No que me toca, prefiro, de longe, a antiga liberdade.
«No mundo antigo – na Antiguidade pré-cristã, em particular
na Grécia antiga, ou durante o longo reinado da cristandade -, a definição
dominante da liberdade envolvia o reconhecimento de que necessitava de uma
forma apropriada de autonomia. (…)
A liberdade, assim compreendida, não era fazer o que se quisesse, mas sim escolher o caminho certo e virtuoso. Ser livre era, acima de tudo, estar livre da submissão aos nossos desejos básicos, que nunca poderiam ser satisfeitos e cuja perseguição só podia criar mais desejos e descontentamento. Assim, a liberdade era a condição alcançada pelo autodomínio, pelo controlo dos nossos apetites e do desejo de domínio político.
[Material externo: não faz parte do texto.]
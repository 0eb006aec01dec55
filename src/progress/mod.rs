//! Progress reporting for prefetch, verification and launch

mod handler;
mod logging;

pub use handler::{NoOpHandler, ProgressEvent, ProgressHandler};
pub use logging::LoggingHandler;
A característica definidora do pensamento moderno foi a rejeição desta definição de liberdade em proveito de uma definição que nos é hoje mais familiar. A liberdade, definida pelos criadores do liberalismo moderno, era a condição na qual os seres humanos estavam completamente livres para perseguir tudo o que desejavam».
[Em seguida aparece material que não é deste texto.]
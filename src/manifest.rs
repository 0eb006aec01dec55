//! Dependency manifest with churn tiers
//!
//! The manifest is a requirements file. Each requirement belongs to one of two tiers:
//! light (web framework, server, validation, config, HTTP client, progress utility) and
//! heavy (generative-AI client, embedding runtime, model-hub client, vector-database
//! client). Light installs first so that bumping a heavy package only invalidates the
//! layers from the heavy install onward.
//!
//! Tiers are assigned either by explicit section markers:
//!
//! ```text
//! # tier: light
//! fastapi==0.115.0
//! # tier: heavy
//! sentence-transformers>=3.0
//! ```
//!
//! or, when the file has no markers, by matching package names against the profile's
//! heavy-package list.

use regex::Regex;
use serde::Serialize;
use std::collections::HashSet;
use std::fmt;
use std::path::{Path, PathBuf};
use std::sync::OnceLock;
use thiserror::Error;

#[derive(Debug, Error)]
pub enum ManifestError {
    #[error("Failed to read manifest {path}: {source}")]
    Io {
        path: PathBuf,
        #[source]
        source: std::io::Error,
    },

    #[error("Line {line}: cannot parse requirement '{content}'")]
    InvalidLine { line: usize, content: String },

    #[error("Line {line}: installer option '{content}' is not supported in a tiered manifest")]
    Unsupported { line: usize, content: String },

    #[error("Line {line}: unknown tier '{value}' (expected light or heavy)")]
    UnknownTier { line: usize, value: String },

    #[error("Line {line}: duplicate requirement '{name}'")]
    Duplicate { line: usize, name: String },

    #[error("Manifest contains no requirements")]
    Empty,
}

#[derive(Debug, Clone, Copy, PartialEq, Eq, Hash, Serialize)]
#[serde(rename_all = "lowercase")]
pub enum Tier {
    Light,
    Heavy,
}

impl Tier {
    /// Installation order: least churn first
    pub const INSTALL_ORDER: [Tier; 2] = [Tier::Light, Tier::Heavy];
}

impl fmt::Display for Tier {
    fn fmt(&self, f: &mut fmt::Formatter<'_>) -> fmt::Result {
        match self {
            Tier::Light => write!(f, "light"),
            Tier::Heavy => write!(f, "heavy"),
        }
    }
}

/// One `name[extras]<constraint>; marker` line
#[derive(Debug, Clone, PartialEq, Eq, Serialize)]
pub struct Requirement {
    pub name: String,
    pub extras: Vec<String>,
    #[serde(skip_serializing_if = "Option::is_none")]
    pub constraint: Option<String>,
    #[serde(skip_serializing_if = "Option::is_none")]
    pub marker: Option<String>,
    pub tier: Tier,
    /// The requirement text as written, minus comments
    pub raw: String,
}

impl Requirement {
    /// Name compared case- and separator-insensitively
    pub fn normalized_name(&self) -> String {
        normalize(&self.name)
    }

    /// Shell-quoted installer argument
    pub fn install_arg(&self) -> String {
        format!("'{}'", self.raw.replace('\'', "'\\''"))
    }
}

fn normalize(name: &str) -> String {
    name.to_lowercase().replace(['_', '.'], "-")
}

fn requirement_re() -> &'static Regex {
    static RE: OnceLock<Regex> = OnceLock::new();
    RE.get_or_init(|| {
        Regex::new(
            r"^(?P<name>[A-Za-z0-9][A-Za-z0-9._-]*)\s*(?:\[(?P<extras>[A-Za-z0-9._,\s-]*)\])?\s*(?P<constraint>(?:===|==|!=|~=|>=|<=|>|<)\s*[^;\s][^;]*?)?\s*(?:;\s*(?P<marker>.+))?$",
        )
        .expect("valid regex")
    })
}

fn tier_marker_re() -> &'static Regex {
    static RE: OnceLock<Regex> = OnceLock::new();
    RE.get_or_init(|| Regex::new(r"(?i)^#\s*tier\s*:\s*(\S+)\s*$").expect("valid regex"))
}

/// Parsed, tiered requirements in manifest order
#[derive(Debug, Clone, PartialEq, Eq, Serialize)]
pub struct DependencyManifest {
    requirements: Vec<Requirement>,
    explicit_tiers: bool,
}

impl DependencyManifest {
    pub fn load(path: &Path, heavy_packages: &[String]) -> Result<Self, ManifestError> {
        let content = std::fs::read_to_string(path).map_err(|source| ManifestError::Io {
            path: path.to_path_buf(),
            source,
        })?;
        Self::parse(&content, heavy_packages)
    }

    /// Parses requirements text
    ///
    /// # Errors
    ///
    /// Malformed lines, installer options, duplicates and empty manifests are rejected
    /// with the offending line number.
    pub fn parse(content: &str, heavy_packages: &[String]) -> Result<Self, ManifestError> {
        let heavy: HashSet<String> = heavy_packages.iter().map(|n| normalize(n)).collect();
        let explicit_tiers = content
            .lines()
            .any(|l| tier_marker_re().is_match(l.trim()));

        let mut requirements = Vec::new();
        let mut seen = HashSet::new();
        let mut current_tier = Tier::Light;

        for (idx, line) in content.lines().enumerate() {
            let line_no = idx + 1;
            let trimmed = line.trim();

            if let Some(cap) = tier_marker_re().captures(trimmed) {
                current_tier = match cap[1].to_lowercase().as_str() {
                    "light" => Tier::Light,
                    "heavy" => Tier::Heavy,
                    other => {
                        return Err(ManifestError::UnknownTier {
                            line: line_no,
                            value: other.to_string(),
                        })
                    }
                };
                continue;
            }

            let text = match trimmed.find(" #") {
                Some(pos) => trimmed[..pos].trim_end(),
                None if trimmed.starts_with('#') => "",
                None => trimmed,
            };
            if text.is_empty() {
                continue;
            }
            if text.starts_with('-') {
                return Err(ManifestError::Unsupported {
                    line: line_no,
                    content: text.to_string(),
                });
            }

            let cap = requirement_re()
                .captures(text)
                .ok_or_else(|| ManifestError::InvalidLine {
                    line: line_no,
                    content: text.to_string(),
                })?;

            let name = cap["name"].to_string();
            if !seen.insert(normalize(&name)) {
                return Err(ManifestError::Duplicate {
                    line: line_no,
                    name,
                });
            }

            let tier = if explicit_tiers {
                current_tier
            } else if heavy.contains(&normalize(&name)) {
                Tier::Heavy
            } else {
                Tier::Light
            };

            let extras = cap
                .name("extras")
                .map(|m| {
                    m.as_str()
                        .split(',')
                        .map(|e| e.trim().to_string())
                        .filter(|e| !e.is_empty())
                        .collect()
                })
                .unwrap_or_default();

            requirements.push(Requirement {
                name,
                extras,
                constraint: cap
                    .name("constraint")
                    .map(|m| m.as_str().split_whitespace().collect::<String>()),
                marker: cap.name("marker").map(|m| m.as_str().trim().to_string()),
                tier,
                raw: text.to_string(),
            });
        }

        if requirements.is_empty() {
            return Err(ManifestError::Empty);
        }

        Ok(Self {
            requirements,
            explicit_tiers,
        })
    }

    pub fn requirements(&self) -> &[Requirement] {
        &self.requirements
    }

    /// Whether tiers came from `# tier:` markers rather than the heavy-package list
    pub fn has_explicit_tiers(&self) -> bool {
        self.explicit_tiers
    }

    /// Requirements of one tier, in manifest order
    pub fn tier(&self, tier: Tier) -> Vec<&Requirement> {
        self.requirements.iter().filter(|r| r.tier == tier).collect()
    }

    /// Non-empty tiers in installation order
    pub fn install_order(&self) -> Vec<(Tier, Vec<&Requirement>)> {
        Tier::INSTALL_ORDER
            .iter()
            .map(|&t| (t, self.tier(t)))
            .filter(|(_, reqs)| !reqs.is_empty())
            .collect()
    }
}

#[cfg(test)]
mod tests {
    use super::*;

    fn heavy() -> Vec<String> {
        ["google-genai", "sentence-transformers", "huggingface_hub", "weaviate-client"]
            .iter()
            .map(|s| s.to_string())
            .collect()
    }

    const REQUIREMENTS: &str = r#"
fastapi==0.115.0
uvicorn[standard]==0.30.6
pydantic>=2.7
python-dotenv==1.0.1  # config loader
httpx>=0.27
tqdm
google-genai>=0.3.0
sentence-transformers==3.0.1
huggingface-hub>=0.23
weaviate-client>=4.7
"#;

    #[test]
    fn test_classification_by_heavy_list() {
        let manifest = DependencyManifest::parse(REQUIREMENTS, &heavy()).unwrap();
        assert!(!manifest.has_explicit_tiers());

        let light: Vec<_> = manifest.tier(Tier::Light).iter().map(|r| r.name.as_str()).collect();
        assert_eq!(
            light,
            vec!["fastapi", "uvicorn", "pydantic", "python-dotenv", "httpx", "tqdm"]
        );

        let heavy: Vec<_> = manifest.tier(Tier::Heavy).iter().map(|r| r.name.as_str()).collect();
        assert_eq!(
            heavy,
            vec!["google-genai", "sentence-transformers", "huggingface-hub", "weaviate-client"]
        );
    }

    #[test]
    fn test_install_order_light_first() {
        let manifest = DependencyManifest::parse(REQUIREMENTS, &heavy()).unwrap();
        let order: Vec<Tier> = manifest.install_order().iter().map(|(t, _)| *t).collect();
        assert_eq!(order, vec![Tier::Light, Tier::Heavy]);
    }

    #[test]
    fn test_explicit_markers_override_list() {
        let content = "# tier: heavy\nfastapi==0.115.0\n# tier: light\ntorch==2.3.0\n";
        let manifest = DependencyManifest::parse(content, &heavy()).unwrap();
        assert!(manifest.has_explicit_tiers());
        assert_eq!(manifest.tier(Tier::Heavy)[0].name, "fastapi");
        assert_eq!(manifest.tier(Tier::Light)[0].name, "torch");
    }

    #[test]
    fn test_lines_before_first_marker_are_light() {
        let content = "uvicorn\n# tier: heavy\nweaviate-client\n";
        let manifest = DependencyManifest::parse(content, &[]).unwrap();
        assert_eq!(manifest.tier(Tier::Light)[0].name, "uvicorn");
        assert_eq!(manifest.tier(Tier::Heavy)[0].name, "weaviate-client");
    }

    #[test]
    fn test_requirement_fields() {
        let manifest =
            DependencyManifest::parse("uvicorn[standard] == 0.30.6 ; python_version >= \"3.9\"", &[])
                .unwrap();
        let req = &manifest.requirements()[0];
        assert_eq!(req.name, "uvicorn");
        assert_eq!(req.extras, vec!["standard".to_string()]);
        assert_eq!(req.constraint.as_deref(), Some("==0.30.6"));
        assert_eq!(req.marker.as_deref(), Some("python_version >= \"3.9\""));
    }

    #[test]
    fn test_install_arg_is_quoted() {
        let manifest = DependencyManifest::parse("pydantic>=2.7", &[]).unwrap();
        assert_eq!(manifest.requirements()[0].install_arg(), "'pydantic>=2.7'");
    }

    #[test]
    fn test_duplicate_rejected() {
        let result = DependencyManifest::parse("fastapi\nFastAPI==0.1\n", &[]);
        assert!(matches!(
            result,
            Err(ManifestError::Duplicate { line: 2, .. })
        ));
    }

    #[test]
    fn test_options_rejected() {
        let result = DependencyManifest::parse("--index-url https://example.org\nfastapi\n", &[]);
        assert!(matches!(
            result,
            Err(ManifestError::Unsupported { line: 1, .. })
        ));
    }

    #[test]
    fn test_invalid_line() {
        let result = DependencyManifest::parse("fastapi\n@@@\n", &[]);
        assert!(matches!(
            result,
            Err(ManifestError::InvalidLine { line: 2, .. })
        ));
    }

    #[test]
    fn test_unknown_tier() {
        let result = DependencyManifest::parse("# tier: medium\nfastapi\n", &[]);
        assert!(matches!(result, Err(ManifestError::UnknownTier { .. })));
    }

    #[test]
    fn test_empty_manifest() {
        let result = DependencyManifest::parse("# nothing here\n\n", &[]);
        assert!(matches!(result, Err(ManifestError::Empty)));
    }

    #[test]
    fn test_normalized_names() {
        let manifest = DependencyManifest::parse("Huggingface_Hub>=0.23", &heavy()).unwrap();
        assert_eq!(manifest.requirements()[0].normalized_name(), "huggingface-hub");
        assert_eq!(manifest.requirements()[0].tier, Tier::Heavy);
    }
}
Patrick J. Deneen, Porque Está a Falhar o Liberalismo? Gradiva, 2019. pág.99
O resultado está à vista. O ser humano moderno, se puder, apropria-se de tudo o que deseja e erige direitos sobre tudo o que cobiça, porque a sua liberdade não tem limites (é assim que é concebida, neste mundo mui liberal). Do mais poderoso ao mais pelintra, todos acabam por considerar-se proprietários de qualquer coisa, com direitos sobre qualquer coisa, apropriando-se, por isso, de tudo o que se possam apropriar para si, desde que o cobicem e esteja ao seu alcance. E, no mínimo, até o próprio corpo é hoje considerado como uma propriedade de quem o habita. “O corpo é meu, faço dele o que quero” (Ouvem-se certos gritos de ordem nas manifestações). Desculpem?! Mais do que direitos sobre esse corpo, que se quer tratar como se fosse um bem de consumo ou uma propriedade, prevalecem os deveres sobre o mesmo.
Considerá-lo-ão uma mercadoria?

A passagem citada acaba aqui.